Exercise objective: Below is a block of entries; repeat exactly the lines starting at the line that contains "next byte. See" and ending at the line that contains "into a router.", both included.

Collected data
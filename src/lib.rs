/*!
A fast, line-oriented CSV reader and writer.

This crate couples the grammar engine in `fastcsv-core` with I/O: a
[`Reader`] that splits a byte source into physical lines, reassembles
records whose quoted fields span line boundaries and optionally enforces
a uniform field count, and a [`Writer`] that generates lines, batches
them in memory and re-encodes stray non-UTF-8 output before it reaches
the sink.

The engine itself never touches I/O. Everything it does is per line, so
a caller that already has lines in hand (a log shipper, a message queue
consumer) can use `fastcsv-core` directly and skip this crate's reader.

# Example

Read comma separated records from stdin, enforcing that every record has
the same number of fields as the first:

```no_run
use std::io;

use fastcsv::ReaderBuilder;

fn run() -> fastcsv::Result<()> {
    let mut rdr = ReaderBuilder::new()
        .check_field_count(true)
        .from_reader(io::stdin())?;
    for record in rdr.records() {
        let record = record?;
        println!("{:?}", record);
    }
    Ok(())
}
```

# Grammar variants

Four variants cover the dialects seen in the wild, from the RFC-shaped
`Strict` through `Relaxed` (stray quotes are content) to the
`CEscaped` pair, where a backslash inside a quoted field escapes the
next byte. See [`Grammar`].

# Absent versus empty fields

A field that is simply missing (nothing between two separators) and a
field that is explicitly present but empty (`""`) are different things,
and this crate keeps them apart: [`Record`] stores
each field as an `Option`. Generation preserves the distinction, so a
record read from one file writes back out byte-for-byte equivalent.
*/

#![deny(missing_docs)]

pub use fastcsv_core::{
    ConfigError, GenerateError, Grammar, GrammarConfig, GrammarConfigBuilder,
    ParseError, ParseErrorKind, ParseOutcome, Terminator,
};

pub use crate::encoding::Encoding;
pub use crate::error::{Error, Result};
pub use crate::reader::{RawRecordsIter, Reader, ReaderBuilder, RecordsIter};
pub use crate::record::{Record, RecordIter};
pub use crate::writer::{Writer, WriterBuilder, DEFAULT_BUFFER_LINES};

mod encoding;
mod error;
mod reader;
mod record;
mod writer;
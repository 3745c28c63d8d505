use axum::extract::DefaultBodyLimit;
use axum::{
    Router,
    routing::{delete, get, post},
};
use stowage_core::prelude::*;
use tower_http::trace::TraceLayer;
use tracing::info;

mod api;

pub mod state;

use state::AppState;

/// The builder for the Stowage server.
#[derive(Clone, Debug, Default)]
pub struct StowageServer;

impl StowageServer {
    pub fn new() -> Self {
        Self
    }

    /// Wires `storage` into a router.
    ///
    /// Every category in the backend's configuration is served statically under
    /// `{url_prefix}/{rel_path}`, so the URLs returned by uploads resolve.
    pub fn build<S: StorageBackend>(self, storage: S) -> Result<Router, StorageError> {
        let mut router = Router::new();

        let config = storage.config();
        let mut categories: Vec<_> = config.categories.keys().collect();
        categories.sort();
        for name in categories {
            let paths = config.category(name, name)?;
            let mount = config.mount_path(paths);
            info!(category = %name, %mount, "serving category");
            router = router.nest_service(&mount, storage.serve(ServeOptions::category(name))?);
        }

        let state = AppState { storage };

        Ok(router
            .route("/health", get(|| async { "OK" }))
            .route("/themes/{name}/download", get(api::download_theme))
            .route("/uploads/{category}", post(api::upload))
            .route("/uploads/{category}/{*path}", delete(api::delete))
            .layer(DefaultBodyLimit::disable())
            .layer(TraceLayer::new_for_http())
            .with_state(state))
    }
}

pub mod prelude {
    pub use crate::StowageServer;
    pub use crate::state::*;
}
...
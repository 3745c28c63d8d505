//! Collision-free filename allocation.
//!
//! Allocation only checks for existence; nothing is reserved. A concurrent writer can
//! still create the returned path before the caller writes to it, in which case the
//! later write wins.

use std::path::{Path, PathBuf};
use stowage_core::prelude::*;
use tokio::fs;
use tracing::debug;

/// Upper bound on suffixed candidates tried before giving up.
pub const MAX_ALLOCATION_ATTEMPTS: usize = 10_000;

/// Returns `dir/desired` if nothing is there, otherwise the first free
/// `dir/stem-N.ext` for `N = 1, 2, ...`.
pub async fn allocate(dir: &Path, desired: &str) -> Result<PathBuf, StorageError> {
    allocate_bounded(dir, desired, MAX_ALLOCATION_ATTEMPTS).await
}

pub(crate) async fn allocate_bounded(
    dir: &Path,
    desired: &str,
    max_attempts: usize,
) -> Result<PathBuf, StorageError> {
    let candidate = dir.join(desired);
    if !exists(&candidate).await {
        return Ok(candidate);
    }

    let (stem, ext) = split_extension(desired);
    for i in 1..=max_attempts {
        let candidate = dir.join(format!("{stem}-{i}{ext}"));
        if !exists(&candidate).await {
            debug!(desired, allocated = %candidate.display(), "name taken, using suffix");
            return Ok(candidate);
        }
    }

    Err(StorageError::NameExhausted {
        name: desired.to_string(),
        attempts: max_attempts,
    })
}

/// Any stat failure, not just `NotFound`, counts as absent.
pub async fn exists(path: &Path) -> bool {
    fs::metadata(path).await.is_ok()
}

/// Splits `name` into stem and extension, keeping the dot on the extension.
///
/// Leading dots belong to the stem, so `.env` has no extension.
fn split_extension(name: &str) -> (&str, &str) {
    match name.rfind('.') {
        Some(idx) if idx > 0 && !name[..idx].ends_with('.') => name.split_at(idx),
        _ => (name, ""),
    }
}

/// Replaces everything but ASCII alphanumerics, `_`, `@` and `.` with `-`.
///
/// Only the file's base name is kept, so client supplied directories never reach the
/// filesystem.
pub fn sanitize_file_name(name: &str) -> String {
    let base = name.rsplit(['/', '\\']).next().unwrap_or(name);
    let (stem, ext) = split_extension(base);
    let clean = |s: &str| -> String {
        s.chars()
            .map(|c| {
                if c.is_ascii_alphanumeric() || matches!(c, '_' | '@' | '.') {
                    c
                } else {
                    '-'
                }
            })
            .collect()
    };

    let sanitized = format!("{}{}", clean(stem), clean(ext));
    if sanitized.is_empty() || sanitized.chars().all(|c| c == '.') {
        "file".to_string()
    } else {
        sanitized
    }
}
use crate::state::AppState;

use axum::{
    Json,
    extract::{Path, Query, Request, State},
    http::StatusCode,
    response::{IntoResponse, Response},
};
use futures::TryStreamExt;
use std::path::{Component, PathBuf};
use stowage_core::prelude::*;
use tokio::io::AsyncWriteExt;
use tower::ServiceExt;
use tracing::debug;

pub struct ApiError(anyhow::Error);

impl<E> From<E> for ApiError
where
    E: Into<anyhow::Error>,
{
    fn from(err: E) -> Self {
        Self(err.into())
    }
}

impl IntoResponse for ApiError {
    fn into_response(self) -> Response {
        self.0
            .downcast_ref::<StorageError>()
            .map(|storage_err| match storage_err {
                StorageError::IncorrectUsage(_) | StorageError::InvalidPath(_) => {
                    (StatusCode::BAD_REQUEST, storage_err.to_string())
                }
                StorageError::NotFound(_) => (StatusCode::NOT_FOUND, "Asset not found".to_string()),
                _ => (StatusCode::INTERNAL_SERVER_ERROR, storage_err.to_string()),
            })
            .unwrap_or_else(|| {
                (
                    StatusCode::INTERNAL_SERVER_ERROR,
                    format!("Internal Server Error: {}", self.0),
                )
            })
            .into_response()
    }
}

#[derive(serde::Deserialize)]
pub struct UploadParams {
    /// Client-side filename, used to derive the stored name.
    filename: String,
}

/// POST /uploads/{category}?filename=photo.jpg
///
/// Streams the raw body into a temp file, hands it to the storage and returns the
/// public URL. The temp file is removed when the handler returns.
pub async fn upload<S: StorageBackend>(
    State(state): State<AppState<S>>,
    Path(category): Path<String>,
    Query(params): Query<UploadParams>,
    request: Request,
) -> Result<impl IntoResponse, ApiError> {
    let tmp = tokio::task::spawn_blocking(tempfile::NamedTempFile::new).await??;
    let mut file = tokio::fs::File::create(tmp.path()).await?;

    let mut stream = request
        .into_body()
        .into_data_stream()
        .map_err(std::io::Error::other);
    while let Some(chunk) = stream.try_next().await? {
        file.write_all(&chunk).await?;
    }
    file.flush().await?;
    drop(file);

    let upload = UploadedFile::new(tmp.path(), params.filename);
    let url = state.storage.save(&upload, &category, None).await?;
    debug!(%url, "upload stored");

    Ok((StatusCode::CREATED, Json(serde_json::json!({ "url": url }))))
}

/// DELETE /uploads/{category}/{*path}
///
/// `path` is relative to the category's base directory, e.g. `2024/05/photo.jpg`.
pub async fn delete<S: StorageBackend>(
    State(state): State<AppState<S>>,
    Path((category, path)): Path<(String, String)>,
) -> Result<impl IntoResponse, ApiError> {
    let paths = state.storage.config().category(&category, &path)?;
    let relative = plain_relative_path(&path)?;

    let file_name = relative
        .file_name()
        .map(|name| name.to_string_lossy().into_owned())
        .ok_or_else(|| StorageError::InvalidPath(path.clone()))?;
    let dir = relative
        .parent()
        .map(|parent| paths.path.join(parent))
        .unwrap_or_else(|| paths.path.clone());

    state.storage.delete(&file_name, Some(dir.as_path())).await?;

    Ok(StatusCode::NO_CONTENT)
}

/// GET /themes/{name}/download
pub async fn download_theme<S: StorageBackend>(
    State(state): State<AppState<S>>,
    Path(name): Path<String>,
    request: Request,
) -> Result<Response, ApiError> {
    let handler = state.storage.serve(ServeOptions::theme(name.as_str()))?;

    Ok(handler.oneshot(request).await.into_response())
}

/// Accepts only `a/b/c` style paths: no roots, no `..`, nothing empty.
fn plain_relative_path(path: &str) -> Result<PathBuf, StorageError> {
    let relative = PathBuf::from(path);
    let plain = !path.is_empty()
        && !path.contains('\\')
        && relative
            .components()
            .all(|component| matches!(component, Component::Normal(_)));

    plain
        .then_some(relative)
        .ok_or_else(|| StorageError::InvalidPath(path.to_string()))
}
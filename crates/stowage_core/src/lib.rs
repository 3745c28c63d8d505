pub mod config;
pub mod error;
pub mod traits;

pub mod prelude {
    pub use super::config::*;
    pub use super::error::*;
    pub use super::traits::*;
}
--
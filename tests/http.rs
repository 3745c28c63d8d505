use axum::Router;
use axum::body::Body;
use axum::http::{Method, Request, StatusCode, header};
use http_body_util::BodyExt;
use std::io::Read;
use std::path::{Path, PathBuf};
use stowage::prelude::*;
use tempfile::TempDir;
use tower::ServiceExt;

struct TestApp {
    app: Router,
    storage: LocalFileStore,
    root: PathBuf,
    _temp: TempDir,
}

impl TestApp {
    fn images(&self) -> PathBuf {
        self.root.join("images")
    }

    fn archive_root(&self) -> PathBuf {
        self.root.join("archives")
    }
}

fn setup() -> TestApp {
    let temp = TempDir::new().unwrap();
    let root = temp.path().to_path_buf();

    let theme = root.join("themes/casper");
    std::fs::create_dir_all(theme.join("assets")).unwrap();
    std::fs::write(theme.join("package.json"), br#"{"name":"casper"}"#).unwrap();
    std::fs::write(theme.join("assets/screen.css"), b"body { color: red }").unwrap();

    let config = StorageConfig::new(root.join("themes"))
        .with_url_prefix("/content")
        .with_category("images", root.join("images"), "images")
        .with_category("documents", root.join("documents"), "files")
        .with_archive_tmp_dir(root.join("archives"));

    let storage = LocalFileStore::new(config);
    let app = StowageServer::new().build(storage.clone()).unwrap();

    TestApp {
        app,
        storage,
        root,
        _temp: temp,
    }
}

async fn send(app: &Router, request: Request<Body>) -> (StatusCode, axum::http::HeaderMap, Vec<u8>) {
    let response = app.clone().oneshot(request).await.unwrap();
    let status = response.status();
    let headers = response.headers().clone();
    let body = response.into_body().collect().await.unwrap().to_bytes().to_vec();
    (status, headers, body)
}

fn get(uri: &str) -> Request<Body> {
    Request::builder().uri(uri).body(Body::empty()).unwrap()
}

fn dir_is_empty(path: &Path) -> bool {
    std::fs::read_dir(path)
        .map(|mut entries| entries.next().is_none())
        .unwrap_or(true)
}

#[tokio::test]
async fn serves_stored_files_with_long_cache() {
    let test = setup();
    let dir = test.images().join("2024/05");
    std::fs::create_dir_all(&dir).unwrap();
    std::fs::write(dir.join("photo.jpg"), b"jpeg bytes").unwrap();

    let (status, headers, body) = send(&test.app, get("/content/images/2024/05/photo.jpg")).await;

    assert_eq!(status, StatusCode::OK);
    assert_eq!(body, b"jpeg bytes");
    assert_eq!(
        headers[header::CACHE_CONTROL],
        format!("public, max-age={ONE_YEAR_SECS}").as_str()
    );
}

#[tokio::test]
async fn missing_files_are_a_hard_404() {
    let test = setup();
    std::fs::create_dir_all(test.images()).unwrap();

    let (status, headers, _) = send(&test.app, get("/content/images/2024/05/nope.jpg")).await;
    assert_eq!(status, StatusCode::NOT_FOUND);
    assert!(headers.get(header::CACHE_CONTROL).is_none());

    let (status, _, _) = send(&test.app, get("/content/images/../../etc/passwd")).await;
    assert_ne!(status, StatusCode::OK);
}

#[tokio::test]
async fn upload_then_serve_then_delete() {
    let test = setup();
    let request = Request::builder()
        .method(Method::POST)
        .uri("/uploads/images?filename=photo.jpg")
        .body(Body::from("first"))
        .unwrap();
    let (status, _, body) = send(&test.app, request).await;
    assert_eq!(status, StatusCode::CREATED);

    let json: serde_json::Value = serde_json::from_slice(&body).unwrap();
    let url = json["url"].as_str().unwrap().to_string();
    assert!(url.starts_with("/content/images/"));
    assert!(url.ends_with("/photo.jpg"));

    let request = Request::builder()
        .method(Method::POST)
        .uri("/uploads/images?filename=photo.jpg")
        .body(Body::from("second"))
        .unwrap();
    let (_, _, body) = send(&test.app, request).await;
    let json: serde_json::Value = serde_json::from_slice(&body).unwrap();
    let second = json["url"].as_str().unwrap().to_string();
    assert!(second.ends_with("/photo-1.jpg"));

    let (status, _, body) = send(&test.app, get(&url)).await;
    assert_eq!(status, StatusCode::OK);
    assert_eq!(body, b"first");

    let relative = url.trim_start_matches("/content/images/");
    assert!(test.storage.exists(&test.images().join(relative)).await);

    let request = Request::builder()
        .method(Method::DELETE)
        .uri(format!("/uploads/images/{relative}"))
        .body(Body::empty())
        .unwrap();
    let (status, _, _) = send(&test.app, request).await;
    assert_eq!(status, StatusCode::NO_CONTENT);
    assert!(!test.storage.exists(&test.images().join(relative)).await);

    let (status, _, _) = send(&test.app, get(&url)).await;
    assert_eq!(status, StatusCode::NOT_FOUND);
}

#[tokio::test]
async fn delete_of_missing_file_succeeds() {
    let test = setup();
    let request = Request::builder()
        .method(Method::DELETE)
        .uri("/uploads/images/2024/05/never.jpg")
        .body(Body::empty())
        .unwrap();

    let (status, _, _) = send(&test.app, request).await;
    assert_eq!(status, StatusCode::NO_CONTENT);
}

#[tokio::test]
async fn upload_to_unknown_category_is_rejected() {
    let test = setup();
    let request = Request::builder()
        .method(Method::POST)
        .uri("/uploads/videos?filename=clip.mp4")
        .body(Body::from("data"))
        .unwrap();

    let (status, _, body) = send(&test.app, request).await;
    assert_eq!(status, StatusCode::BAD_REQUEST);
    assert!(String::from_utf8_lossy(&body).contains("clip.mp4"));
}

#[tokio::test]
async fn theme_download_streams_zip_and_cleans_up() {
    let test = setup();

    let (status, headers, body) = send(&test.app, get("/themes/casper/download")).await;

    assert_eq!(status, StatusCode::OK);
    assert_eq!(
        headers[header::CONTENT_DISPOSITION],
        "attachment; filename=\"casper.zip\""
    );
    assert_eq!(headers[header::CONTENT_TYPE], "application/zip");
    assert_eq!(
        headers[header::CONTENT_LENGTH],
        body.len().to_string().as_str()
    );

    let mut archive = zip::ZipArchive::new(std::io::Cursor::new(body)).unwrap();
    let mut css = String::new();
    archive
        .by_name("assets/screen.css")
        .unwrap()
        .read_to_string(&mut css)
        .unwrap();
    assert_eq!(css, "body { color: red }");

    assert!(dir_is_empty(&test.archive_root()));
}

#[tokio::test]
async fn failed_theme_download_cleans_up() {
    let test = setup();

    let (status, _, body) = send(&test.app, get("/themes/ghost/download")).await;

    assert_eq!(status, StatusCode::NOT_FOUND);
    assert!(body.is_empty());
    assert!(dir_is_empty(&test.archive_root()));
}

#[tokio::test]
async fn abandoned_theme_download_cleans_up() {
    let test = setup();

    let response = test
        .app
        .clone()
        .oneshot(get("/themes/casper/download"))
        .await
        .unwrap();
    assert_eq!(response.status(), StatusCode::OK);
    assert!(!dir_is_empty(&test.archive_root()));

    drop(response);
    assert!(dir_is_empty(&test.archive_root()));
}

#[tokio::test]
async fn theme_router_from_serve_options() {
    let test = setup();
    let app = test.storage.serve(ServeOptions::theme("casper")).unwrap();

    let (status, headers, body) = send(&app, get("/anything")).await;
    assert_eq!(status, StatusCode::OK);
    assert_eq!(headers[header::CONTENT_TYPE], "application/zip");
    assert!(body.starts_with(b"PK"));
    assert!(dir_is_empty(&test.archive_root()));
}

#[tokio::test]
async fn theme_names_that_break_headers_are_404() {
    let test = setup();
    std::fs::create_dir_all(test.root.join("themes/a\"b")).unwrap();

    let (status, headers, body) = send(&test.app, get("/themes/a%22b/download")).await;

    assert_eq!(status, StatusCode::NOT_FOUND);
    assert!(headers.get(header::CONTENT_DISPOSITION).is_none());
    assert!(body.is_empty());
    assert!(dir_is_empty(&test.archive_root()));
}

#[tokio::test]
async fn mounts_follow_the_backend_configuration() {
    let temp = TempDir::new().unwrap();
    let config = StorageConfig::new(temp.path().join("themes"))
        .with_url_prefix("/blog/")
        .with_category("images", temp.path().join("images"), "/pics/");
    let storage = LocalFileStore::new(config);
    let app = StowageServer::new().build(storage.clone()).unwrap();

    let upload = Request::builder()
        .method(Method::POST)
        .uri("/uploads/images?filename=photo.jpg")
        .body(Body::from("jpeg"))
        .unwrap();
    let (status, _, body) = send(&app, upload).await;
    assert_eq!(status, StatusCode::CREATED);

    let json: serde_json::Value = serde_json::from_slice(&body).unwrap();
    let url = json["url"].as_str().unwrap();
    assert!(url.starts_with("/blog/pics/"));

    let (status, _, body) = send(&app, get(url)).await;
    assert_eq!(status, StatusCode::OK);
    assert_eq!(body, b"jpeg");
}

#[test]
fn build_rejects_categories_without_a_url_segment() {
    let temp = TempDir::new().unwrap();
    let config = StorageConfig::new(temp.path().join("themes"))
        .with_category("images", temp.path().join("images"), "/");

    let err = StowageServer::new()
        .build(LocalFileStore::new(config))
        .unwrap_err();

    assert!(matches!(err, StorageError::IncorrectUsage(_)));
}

Response to the task:
next byte. See [`Grammar`].

# Absent versus empty fields

A field that is simply missing (nothing between two separators) and a
field that is explicitly present but empty (`""`) are different things,
and this crate keeps them apart: [`Record`] stores
each field as an `Option`. Generation preserves the distinction, so a
record read from one file writes back out byte-for-byte equivalent.
*/

#![deny(missing_docs)]

pub use fastcsv_core::{
    ConfigError, GenerateError, Grammar, GrammarConfig, GrammarConfigBuilder,
    ParseError, ParseErrorKind, ParseOutcome, Terminator,
};

pub use crate::encoding::Encoding;
pub use crate::error::{Error, Result};
pub use crate::reader::{RawRecordsIter, Reader, ReaderBuilder, RecordsIter};
pub use crate::record::{Record, RecordIter};
pub use crate::writer::{Writer, WriterBuilder, DEFAULT_BUFFER_LINES};

mod encoding;
mod error;
mod reader;
mod record;
mod writer;
repository 3745c28c63d8d505
use axum::extract::DefaultBodyLimit;
use axum::{
    Router,
    routing::{delete, get, post},
};
use stowage_core::prelude::*;
use tower_http::trace::TraceLayer;
use tracing::info;

mod api;

pub mod state;

use state::AppState;

/// The builder for the Stowage server.
#[derive(Clone, Debug, Default)]
pub struct StowageServer;

impl StowageServer {
    pub fn new() -> Self {
        Self
    }

    /// Wires `storage` into a router.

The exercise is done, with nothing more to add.